The University of Edinburgh -
Division of Informatics
Forrest Hill & 80 South Bridge

MSc Thesis #92158

Title:Bee-Haviour in a Mobile Robot the Construction of a Self-Organized Cognitive Map and Its Use in Robot Navigation Within a Complex Natural Environment
Date: 1992
Abstract:This thesis describes a biologically inspired mobile robot map building and navigation system which is modeled on the strategy thought to be employed by honey bees. These insects navigate over long distances via a dead reckoning mechanism and over short distances, where target recognition is important, by a visual image comparison process called global localization.
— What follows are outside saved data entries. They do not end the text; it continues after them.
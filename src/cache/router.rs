//! Strategy execution.
//!
//! [`CacheRouter::handle`] is the interception entrypoint: it classifies the
//! request, runs the matching strategy against the store and the network, and
//! always resolves to a response. Failures never escape this module; an
//! offline user sees a cached resource or an explicit offline affordance,
//! never a raw transport error.

use std::sync::Arc;

use serde_json::json;
use tracing::{debug, warn};
use url::Url;

use crate::error::Result;
use crate::event::{EngineEvent, EventSender};
use crate::http::{Fetcher, Request, Response};
use crate::tasks::TaskGroup;

use super::store::{request_key, CacheStore, CachedResponse};
use super::strategy::{Strategy, StrategyRules};
use super::tier::CacheTier;

/// Tier lookup order when any cached copy will do.
const FALLBACK_ORDER: [CacheTier; 4] = [
  CacheTier::Dynamic,
  CacheTier::Crisis,
  CacheTier::Static,
  CacheTier::Media,
];

/// Inline placeholder served to image requests while offline.
const IMAGE_PLACEHOLDER: &str = r##"<svg xmlns="http://www.w3.org/2000/svg" width="64" height="64" viewBox="0 0 64 64"><rect width="64" height="64" fill="#e5e7eb"/><path d="M20 44l8-10 6 7 5-6 9 9z" fill="#9ca3af"/></svg>"##;

pub struct CacheRouter {
  store: Arc<dyn CacheStore>,
  fetcher: Arc<dyn Fetcher>,
  rules: StrategyRules,
  version: String,
  origin: Url,
  offline_page: String,
  tasks: TaskGroup,
  events: EventSender,
}

impl CacheRouter {
  #[allow(clippy::too_many_arguments)]
  pub fn new(
    store: Arc<dyn CacheStore>,
    fetcher: Arc<dyn Fetcher>,
    rules: StrategyRules,
    version: String,
    origin: Url,
    offline_page: String,
    tasks: TaskGroup,
    events: EventSender,
  ) -> Self {
    Self {
      store,
      fetcher,
      rules,
      version,
      origin,
      offline_page,
      tasks,
      events,
    }
  }

  /// Handle an intercepted request. Infallible: every failure path resolves
  /// to a fallback response.
  pub async fn handle(&self, request: &Request) -> Response {
    match self.rules.classify(request) {
      None => self.passthrough(request).await,
      Some(Strategy::CacheFirst(tier)) => self.cache_first(request, tier).await,
      Some(Strategy::NetworkFirst) => self.network_first(request, true).await,
      Some(Strategy::NetworkWithCacheFallback) => {
        let store_allowed = self.rules.is_cacheable_api(request.path());
        self.network_first(request, store_allowed).await
      }
      Some(Strategy::StaleWhileRevalidate) => self.stale_while_revalidate(request).await,
    }
  }

  /// Non-GET requests go to the network untouched and never write a tier.
  async fn passthrough(&self, request: &Request) -> Response {
    match self.fetcher.fetch(request).await {
      Ok(response) => response,
      Err(err) => {
        warn!(url = %request.url, %err, "passthrough request failed");
        self.offline_fallback(request).await
      }
    }
  }

  async fn cache_first(&self, request: &Request, tier: CacheTier) -> Response {
    let partition = tier.partition(&self.version);
    let key = request_key(request);

    match self.store.get(&partition, &key) {
      Ok(Some(entry)) => {
        // Serve immediately, refresh behind the caller's back
        self.spawn_refresh(request.clone(), partition, key);
        entry.replay()
      }
      Ok(None) => self.fetch_and_store(request, &partition, &key).await,
      Err(err) => {
        // Storage down: degrade to network-only
        warn!(%partition, %err, "cache read failed");
        match self.fetcher.fetch(request).await {
          Ok(response) => response,
          Err(_) => self.offline_fallback(request).await,
        }
      }
    }
  }

  async fn network_first(&self, request: &Request, store_allowed: bool) -> Response {
    match self.fetcher.fetch(request).await {
      Ok(response) => {
        if response.is_success() && store_allowed {
          let partition = CacheTier::Dynamic.partition(&self.version);
          let key = request_key(request);
          self.store_response(&partition, &key, request, &response);
        }
        response
      }
      Err(err) => {
        debug!(url = %request.url, %err, "network-first fetch failed, trying cache");
        match self.any_cached(request) {
          Some(entry) => entry.replay_tagged(),
          None => self.offline_fallback(request).await,
        }
      }
    }
  }

  async fn stale_while_revalidate(&self, request: &Request) -> Response {
    let partition = CacheTier::Dynamic.partition(&self.version);
    let key = request_key(request);

    match self.store.get(&partition, &key) {
      Ok(Some(entry)) => {
        self.spawn_refresh(request.clone(), partition, key);
        entry.replay()
      }
      Ok(None) => self.fetch_and_store(request, &partition, &key).await,
      Err(err) => {
        warn!(%partition, %err, "cache read failed");
        match self.fetcher.fetch(request).await {
          Ok(response) => response,
          Err(_) => self.offline_fallback(request).await,
        }
      }
    }
  }

  /// Blocking fetch for a cache miss: store on success, fall back on
  /// transport failure.
  async fn fetch_and_store(&self, request: &Request, partition: &str, key: &str) -> Response {
    match self.fetcher.fetch(request).await {
      Ok(response) => {
        if response.is_success() {
          self.store_response(partition, key, request, &response);
        }
        response
      }
      Err(err) => {
        debug!(url = %request.url, %err, "fetch failed on cache miss");
        self.offline_fallback(request).await
      }
    }
  }

  fn store_response(&self, partition: &str, key: &str, request: &Request, response: &Response) {
    let entry = CachedResponse::snapshot(&request.url, response);
    if let Err(err) = self.store.put(partition, key, &entry) {
      warn!(%partition, %err, "cache write failed");
    }
  }

  /// Re-fetch in the background and replace the entry on success. The task
  /// group keeps the execution context alive until the refresh settles.
  fn spawn_refresh(&self, request: Request, partition: String, key: String) {
    let fetcher = Arc::clone(&self.fetcher);
    let store = Arc::clone(&self.store);
    self.tasks.spawn(async move {
      match fetcher.fetch(&request).await {
        Ok(response) if response.is_success() => {
          let entry = CachedResponse::snapshot(&request.url, &response);
          if let Err(err) = store.put(&partition, &key, &entry) {
            warn!(%partition, %err, "background refresh write failed");
          }
        }
        Ok(response) => {
          debug!(url = %request.url, status = response.status, "background refresh skipped");
        }
        Err(err) => {
          debug!(url = %request.url, %err, "background refresh failed, keeping cached entry");
        }
      }
    });
  }

  /// Look for a cached copy of this request in any tier.
  fn any_cached(&self, request: &Request) -> Option<CachedResponse> {
    let key = request_key(request);
    for tier in FALLBACK_ORDER {
      let partition = tier.partition(&self.version);
      if let Ok(Some(entry)) = self.store.get(&partition, &key) {
        return Some(entry);
      }
    }
    None
  }

  /// The per-kind offline affordance: pre-cached offline page for
  /// navigations, inline placeholder for images, structured JSON otherwise.
  async fn offline_fallback(&self, request: &Request) -> Response {
    let _ = self.events.send(EngineEvent::ServedOffline {
      url: request.url.to_string(),
    });

    if request.is_navigation() {
      if let Ok(Some(entry)) = self.offline_page_entry() {
        return entry.replay();
      }
    }

    if request.is_image() {
      return Response::new(200)
        .with_header("content-type", "image/svg+xml")
        .with_body(IMAGE_PLACEHOLDER.as_bytes().to_vec());
    }

    Response::json(
      503,
      &json!({
        "error": "offline",
        "message": "You appear to be offline. Cached resources remain available.",
        "offline": true,
        "crisisLine": "988",
      }),
    )
  }

  fn offline_page_entry(&self) -> Result<Option<CachedResponse>> {
    let url = self.origin.join(&self.offline_page)?;
    let key = request_key(&Request::new(crate::http::Method::Get, url));
    self
      .store
      .get(&CacheTier::Static.partition(&self.version), &key)
  }
}

#[cfg(test)]
mod tests {
  use super::*;
  use crate::config::EngineConfig;
  use crate::event::EngineEvents;
  use crate::testing::ScriptedFetcher;

  fn router(
    store: Arc<dyn CacheStore>,
    fetcher: Arc<ScriptedFetcher>,
  ) -> (CacheRouter, EngineEvents) {
    let config = EngineConfig::default();
    let (tx, events) = EngineEvents::channel();
    let router = CacheRouter::new(
      store,
      fetcher,
      StrategyRules::from_config(&config.cache),
      config.cache_version.clone(),
      config.origin_url().unwrap(),
      config.cache.offline_page.clone(),
      TaskGroup::new(),
      tx,
    );
    (router, events)
  }

  fn memory_store() -> Arc<super::super::store::MemoryCacheStore> {
    Arc::new(super::super::store::MemoryCacheStore::new())
  }

  #[tokio::test]
  async fn test_crisis_path_served_from_cache_when_network_down() {
    let store = memory_store();
    let fetcher = Arc::new(ScriptedFetcher::new());
    let (router, _events) = router(store.clone(), fetcher.clone());

    // Warm the crisis tier, then cut the network
    fetcher.respond(
      "GET",
      "https://app.haven.example/safety-plan",
      Response::new(200).with_body(b"<html>plan</html>".to_vec()),
    );
    let request = Request::get("https://app.haven.example/safety-plan").unwrap();
    let warmed = router.handle(&request).await;
    assert_eq!(warmed.status, 200);

    fetcher.set_offline(true);
    let served = router.handle(&request).await;
    assert_eq!(served.status, 200);
    assert_eq!(served.body, b"<html>plan</html>");
  }

  #[tokio::test]
  async fn test_non_get_never_writes_any_tier() {
    let store = memory_store();
    let fetcher = Arc::new(ScriptedFetcher::new());
    let (router, _events) = router(store.clone(), fetcher.clone());

    fetcher.respond(
      "POST",
      "https://app.haven.example/api/mood",
      Response::new(201),
    );
    let request = Request::new(
      crate::http::Method::Post,
      Url::parse("https://app.haven.example/api/mood").unwrap(),
    );
    let response = router.handle(&request).await;
    assert_eq!(response.status, 201);
    assert!(store.partitions().unwrap().is_empty());
  }

  #[tokio::test]
  async fn test_network_first_falls_back_to_tagged_cache_copy() {
    let store = memory_store();
    let fetcher = Arc::new(ScriptedFetcher::new());
    let (router, _events) = router(store.clone(), fetcher.clone());

    fetcher.respond(
      "GET",
      "https://app.haven.example/api/profile",
      Response::new(200).with_body(b"{\"name\":\"a\"}".to_vec()),
    );
    let request = Request::get("https://app.haven.example/api/profile").unwrap();
    let fresh = router.handle(&request).await;
    assert_eq!(fresh.status, 200);
    assert!(fresh.header("x-from-cache").is_none());

    fetcher.set_offline(true);
    let stale = router.handle(&request).await;
    assert_eq!(stale.status, 200);
    assert_eq!(stale.header("x-from-cache"), Some("true"));
    assert!(stale.header("x-cache-date").is_some());
  }

  #[tokio::test]
  async fn test_cache_fallback_strategy_skips_storage_off_allow_list() {
    let store = memory_store();
    let fetcher = Arc::new(ScriptedFetcher::new());
    let (router, _events) = router(store.clone(), fetcher.clone());

    // /api/journal is not on the cacheable-API allow-list
    fetcher.respond(
      "GET",
      "https://app.haven.example/api/journal/entries",
      Response::new(200).with_body(b"[]".to_vec()),
    );
    let request = Request::get("https://app.haven.example/api/journal/entries").unwrap();
    let response = router.handle(&request).await;
    assert_eq!(response.status, 200);
    assert!(store.partitions().unwrap().is_empty());

    // /api/resources is allow-listed and does get stored
    fetcher.respond(
      "GET",
      "https://app.haven.example/api/resources/grounding",
      Response::new(200).with_body(b"{}".to_vec()),
    );
    let cacheable = Request::get("https://app.haven.example/api/resources/grounding").unwrap();
    router.handle(&cacheable).await;
    assert_eq!(store.partitions().unwrap(), vec!["haven-dynamic-v3"]);
  }

  #[tokio::test]
  async fn test_stale_while_revalidate_blocks_only_on_miss() {
    let store = memory_store();
    let fetcher = Arc::new(ScriptedFetcher::new());
    let (router, _events) = router(store.clone(), fetcher.clone());

    fetcher.respond(
      "GET",
      "https://app.haven.example/journal",
      Response::new(200).with_body(b"v1".to_vec()),
    );
    let request = Request::get("https://app.haven.example/journal").unwrap();

    // Miss: blocks on the network
    let first = router.handle(&request).await;
    assert_eq!(first.body, b"v1");

    // Hit: serves the cached copy even though the network now fails
    fetcher.set_offline(true);
    let second = router.handle(&request).await;
    assert_eq!(second.body, b"v1");
  }

  #[tokio::test]
  async fn test_offline_api_request_gets_structured_payload() {
    let store = memory_store();
    let fetcher = Arc::new(ScriptedFetcher::new());
    let (router, mut events) = router(store, fetcher.clone());

    fetcher.set_offline(true);
    let request = Request::get("https://app.haven.example/api/resources/grounding").unwrap();
    let response = router.handle(&request).await;

    assert_eq!(response.status, 503);
    assert_eq!(response.header("content-type"), Some("application/json"));
    let payload: serde_json::Value = serde_json::from_slice(&response.body).unwrap();
    assert_eq!(payload["offline"], true);
    assert_eq!(payload["crisisLine"], "988");

    assert!(matches!(
      events.try_next(),
      Some(EngineEvent::ServedOffline { .. })
    ));
  }

  #[tokio::test]
  async fn test_offline_image_gets_placeholder() {
    let store = memory_store();
    let fetcher = Arc::new(ScriptedFetcher::new());
    let (router, _events) = router(store, fetcher.clone());

    fetcher.set_offline(true);
    let request = Request::get("https://app.haven.example/icons/mood.png").unwrap();
    let response = router.handle(&request).await;

    assert_eq!(response.status, 200);
    assert_eq!(response.header("content-type"), Some("image/svg+xml"));
  }

  #[tokio::test]
  async fn test_offline_navigation_gets_precached_page() {
    let store = memory_store();
    let fetcher = Arc::new(ScriptedFetcher::new());
    let (router, _events) = router(store.clone(), fetcher.clone());

    // Warm the offline page the way install does
    let offline_url = Url::parse("https://app.haven.example/offline.html").unwrap();
    let offline_request = Request::new(crate::http::Method::Get, offline_url.clone());
    let entry = CachedResponse::snapshot(
      &offline_url,
      &Response::new(200).with_body(b"<html>offline</html>".to_vec()),
    );
    store
      .put("haven-static-v3", &request_key(&offline_request), &entry)
      .unwrap();

    fetcher.set_offline(true);
    let request = Request::get("https://app.haven.example/journal")
      .unwrap()
      .with_header("accept", "text/html");
    let response = router.handle(&request).await;

    assert_eq!(response.status, 200);
    assert_eq!(response.body, b"<html>offline</html>");
  }
}
//! Engine events delivered to the hosting application.
//!
//! The UI renders these: a "synced" toast after a drain completes, an
//! offline affordance when a fallback was served, navigation requested by a
//! notification action.

use chrono::{DateTime, Utc};
use tokio::sync::mpsc;

use crate::outbox::EntityType;

/// Events emitted by the engine.
#[derive(Debug, Clone)]
pub enum EngineEvent {
  /// A partition drained successfully.
  SyncCompleted {
    entity_type: EntityType,
    count: usize,
  },
  /// A drain failed and was scheduled for retry.
  SyncDeferred {
    entity_type: EntityType,
    attempt: u32,
    retry_at: DateTime<Utc>,
  },
  /// A request was answered with an offline fallback.
  ServedOffline { url: String },
  /// A notification action asked the application to navigate.
  Navigate { url: String },
  /// Activation finished garbage-collecting stale partitions.
  VersionActivated {
    version: String,
    deleted_partitions: Vec<String>,
  },
}

pub(crate) type EventSender = mpsc::UnboundedSender<EngineEvent>;

/// Receiving half of the engine event stream, handed to the host at
/// construction.
pub struct EngineEvents {
  rx: mpsc::UnboundedReceiver<EngineEvent>,
}

impl EngineEvents {
  pub(crate) fn channel() -> (EventSender, Self) {
    let (tx, rx) = mpsc::unbounded_channel();
    (tx, Self { rx })
  }

  /// Receive the next event.
  pub async fn next(&mut self) -> Option<EngineEvent> {
    self.rx.recv().await
  }

  /// Take the next event if one is already queued.
  pub fn try_next(&mut self) -> Option<EngineEvent> {
    self.rx.try_recv().ok()
  }

  /// Drain everything currently queued.
  pub fn drain(&mut self) -> Vec<EngineEvent> {
    let mut events = Vec::new();
    while let Ok(event) = self.rx.try_recv() {
      events.push(event);
    }
    events
  }
}
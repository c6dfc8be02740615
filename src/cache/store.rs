//! Cache store trait, key derivation, and the SQLite / in-memory backends.

use std::collections::BTreeMap;
use std::path::Path;
use std::sync::Mutex;

use chrono::{DateTime, Utc};
use rusqlite::{params, Connection};
use serde::{Deserialize, Serialize};
use sha2::{Digest, Sha256};
use url::Url;

use crate::error::{EngineError, Result};
use crate::http::{Request, Response};

/// A snapshotted response.
///
/// Network responses are single-use; [`CachedResponse::snapshot`] copies
/// status, headers and body into a plain value before anything is stored, and
/// [`CachedResponse::replay`] hands back a fresh copy on every call.
#[derive(Debug, Clone, Serialize, Deserialize)]
pub struct CachedResponse {
  pub url: String,
  pub status: u16,
  pub headers: BTreeMap<String, String>,
  pub body: Vec<u8>,
  pub cached_at: DateTime<Utc>,
}

impl CachedResponse {
  pub fn snapshot(url: &Url, response: &Response) -> Self {
    Self {
      url: url.to_string(),
      status: response.status,
      headers: response.headers.clone(),
      body: response.body.clone(),
      cached_at: Utc::now(),
    }
  }

  /// A replayable copy of the stored response.
  pub fn replay(&self) -> Response {
    Response {
      status: self.status,
      headers: self.headers.clone(),
      body: self.body.clone(),
    }
  }

  /// A replayable copy tagged so the caller can surface a stale/offline
  /// affordance.
  pub fn replay_tagged(&self) -> Response {
    self
      .replay()
      .with_header("x-from-cache", "true")
      .with_header("x-cache-date", &self.cached_at.to_rfc3339())
  }
}

/// Stable cache key for a request: SHA-256 over method + normalized URL.
pub fn request_key(request: &Request) -> String {
  let input = format!("{}:{}", request.method, normalized_url(&request.url));
  let mut hasher = Sha256::new();
  hasher.update(input.as_bytes());
  hex::encode(hasher.finalize())
}

/// Normalize a URL for keying: scheme, host, port, path, and the query with
/// its parameters sorted. The fragment is dropped.
pub fn normalized_url(url: &Url) -> String {
  let mut normalized = format!(
    "{}://{}",
    url.scheme(),
    url.host_str().unwrap_or_default()
  );
  if let Some(port) = url.port() {
    normalized.push(':');
    normalized.push_str(&port.to_string());
  }
  normalized.push_str(url.path());
  if let Some(query) = url.query() {
    let mut params: Vec<&str> = query.split('&').collect();
    params.sort_unstable();
    normalized.push('?');
    normalized.push_str(&params.join("&"));
  }
  normalized
}

/// Trait for tiered response storage backends.
///
/// Partition names already carry tier and version (see
/// [`CacheTier::partition`](super::CacheTier::partition)); the store itself
/// is a plain partitioned key-value surface. Per-key writes are atomic at
/// this layer.
pub trait CacheStore: Send + Sync {
  /// Insert or replace the entry for a key. At most one entry exists per
  /// (partition, key).
  fn put(&self, partition: &str, key: &str, entry: &CachedResponse) -> Result<()>;

  /// Fetch the entry for a key. A miss is `Ok(None)`, not an error.
  fn get(&self, partition: &str, key: &str) -> Result<Option<CachedResponse>>;

  /// Drop a whole partition.
  fn delete_partition(&self, partition: &str) -> Result<()>;

  /// All partition names currently holding entries.
  fn partitions(&self) -> Result<Vec<String>>;
}

/// SQLite-backed cache store.
pub struct SqliteCacheStore {
  conn: Mutex<Connection>,
}

impl SqliteCacheStore {
  /// Open the store at the default location.
  pub fn open_default() -> Result<Self> {
    let data_dir = dirs::data_dir()
      .or_else(|| dirs::home_dir().map(|p| p.join(".local/share")))
      .ok_or_else(|| EngineError::Storage("could not determine data directory".to_string()))?;
    Self::open(&data_dir.join("haven").join("cache.db"))
  }

  /// Open or create the store at the given path.
  pub fn open(path: &Path) -> Result<Self> {
    if let Some(parent) = path.parent() {
      std::fs::create_dir_all(parent)
        .map_err(|e| EngineError::Storage(format!("failed to create cache directory: {}", e)))?;
    }

    let conn = Connection::open(path)
      .map_err(|e| EngineError::Storage(format!("failed to open cache database: {}", e)))?;

    let store = Self {
      conn: Mutex::new(conn),
    };
    store.run_migrations()?;

    Ok(store)
  }

  fn run_migrations(&self) -> Result<()> {
    self.conn()?.execute_batch(CACHE_SCHEMA)?;
    Ok(())
  }

  fn conn(&self) -> Result<std::sync::MutexGuard<'_, Connection>> {
    self
      .conn
      .lock()
      .map_err(|e| EngineError::Storage(format!("lock poisoned: {}", e)))
  }
}

/// Schema for the response cache.
const CACHE_SCHEMA: &str = r#"
CREATE TABLE IF NOT EXISTS response_cache (
    partition TEXT NOT NULL,
    request_key TEXT NOT NULL,
    url TEXT NOT NULL,
    entry BLOB NOT NULL,
    cached_at TEXT NOT NULL,
    PRIMARY KEY (partition, request_key)
);

CREATE INDEX IF NOT EXISTS idx_response_cache_partition ON response_cache(partition);
"#;

impl CacheStore for SqliteCacheStore {
  fn put(&self, partition: &str, key: &str, entry: &CachedResponse) -> Result<()> {
    let data = serde_json::to_vec(entry)?;
    self.conn()?.execute(
      "INSERT OR REPLACE INTO response_cache (partition, request_key, url, entry, cached_at)
       VALUES (?, ?, ?, ?, ?)",
      params![
        partition,
        key,
        entry.url,
        data,
        entry.cached_at.to_rfc3339()
      ],
    )?;
    Ok(())
  }

  fn get(&self, partition: &str, key: &str) -> Result<Option<CachedResponse>> {
    let conn = self.conn()?;
    let mut stmt = conn
      .prepare("SELECT entry FROM response_cache WHERE partition = ? AND request_key = ?")?;

    let data: Option<Vec<u8>> = stmt.query_row(params![partition, key], |row| row.get(0)).ok();

    match data {
      Some(bytes) => Ok(Some(serde_json::from_slice(&bytes)?)),
      None => Ok(None),
    }
  }

  fn delete_partition(&self, partition: &str) -> Result<()> {
    self
      .conn()?
      .execute("DELETE FROM response_cache WHERE partition = ?", params![partition])?;
    Ok(())
  }

  fn partitions(&self) -> Result<Vec<String>> {
    let conn = self.conn()?;
    let mut stmt = conn.prepare("SELECT DISTINCT partition FROM response_cache")?;
    let names = stmt
      .query_map([], |row| row.get::<_, String>(0))?
      .filter_map(|r| r.ok())
      .collect();
    Ok(names)
  }
}

/// In-memory cache store for tests and hosts without persistent storage.
pub struct MemoryCacheStore {
  entries: Mutex<BTreeMap<(String, String), CachedResponse>>,
}

impl MemoryCacheStore {
  pub fn new() -> Self {
    Self {
      entries: Mutex::new(BTreeMap::new()),
    }
  }

  fn entries(&self) -> Result<std::sync::MutexGuard<'_, BTreeMap<(String, String), CachedResponse>>> {
    self
      .entries
      .lock()
      .map_err(|e| EngineError::Storage(format!("lock poisoned: {}", e)))
  }
}

impl Default for MemoryCacheStore {
  fn default() -> Self {
    Self::new()
  }
}

impl CacheStore for MemoryCacheStore {
  fn put(&self, partition: &str, key: &str, entry: &CachedResponse) -> Result<()> {
    self
      .entries()?
      .insert((partition.to_string(), key.to_string()), entry.clone());
    Ok(())
  }

  fn get(&self, partition: &str, key: &str) -> Result<Option<CachedResponse>> {
    Ok(
      self
        .entries()?
        .get(&(partition.to_string(), key.to_string()))
        .cloned(),
    )
  }

  fn delete_partition(&self, partition: &str) -> Result<()> {
    self.entries()?.retain(|(p, _), _| p != partition);
    Ok(())
  }

  fn partitions(&self) -> Result<Vec<String>> {
    let mut names: Vec<String> = self.entries()?.keys().map(|(p, _)| p.clone()).collect();
    names.dedup();
    Ok(names)
  }
}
A cognitive map can be formed by combining remembered images, with the compass-bearing from which they were taken, into a topographically ordered map which preserves the important spatial relationships between elements depicted therein. This Department's Ben Hope robot, as used in this project, employs a self-organizing neural network to construct an ordered map from (i) ultra-sound range images and (ii) metric positional data (from the robot's high resolution encoders). Navigation via this cognitive map involves using sensor readings to associate the robot's world position with its corresponding map position, and then planning a route (between this map location and a goal map location) which corresponds to a safe and efficient path through the robot's environment. This system has been developed, for the most part, in simulation and is now ready for full deployment on the robot.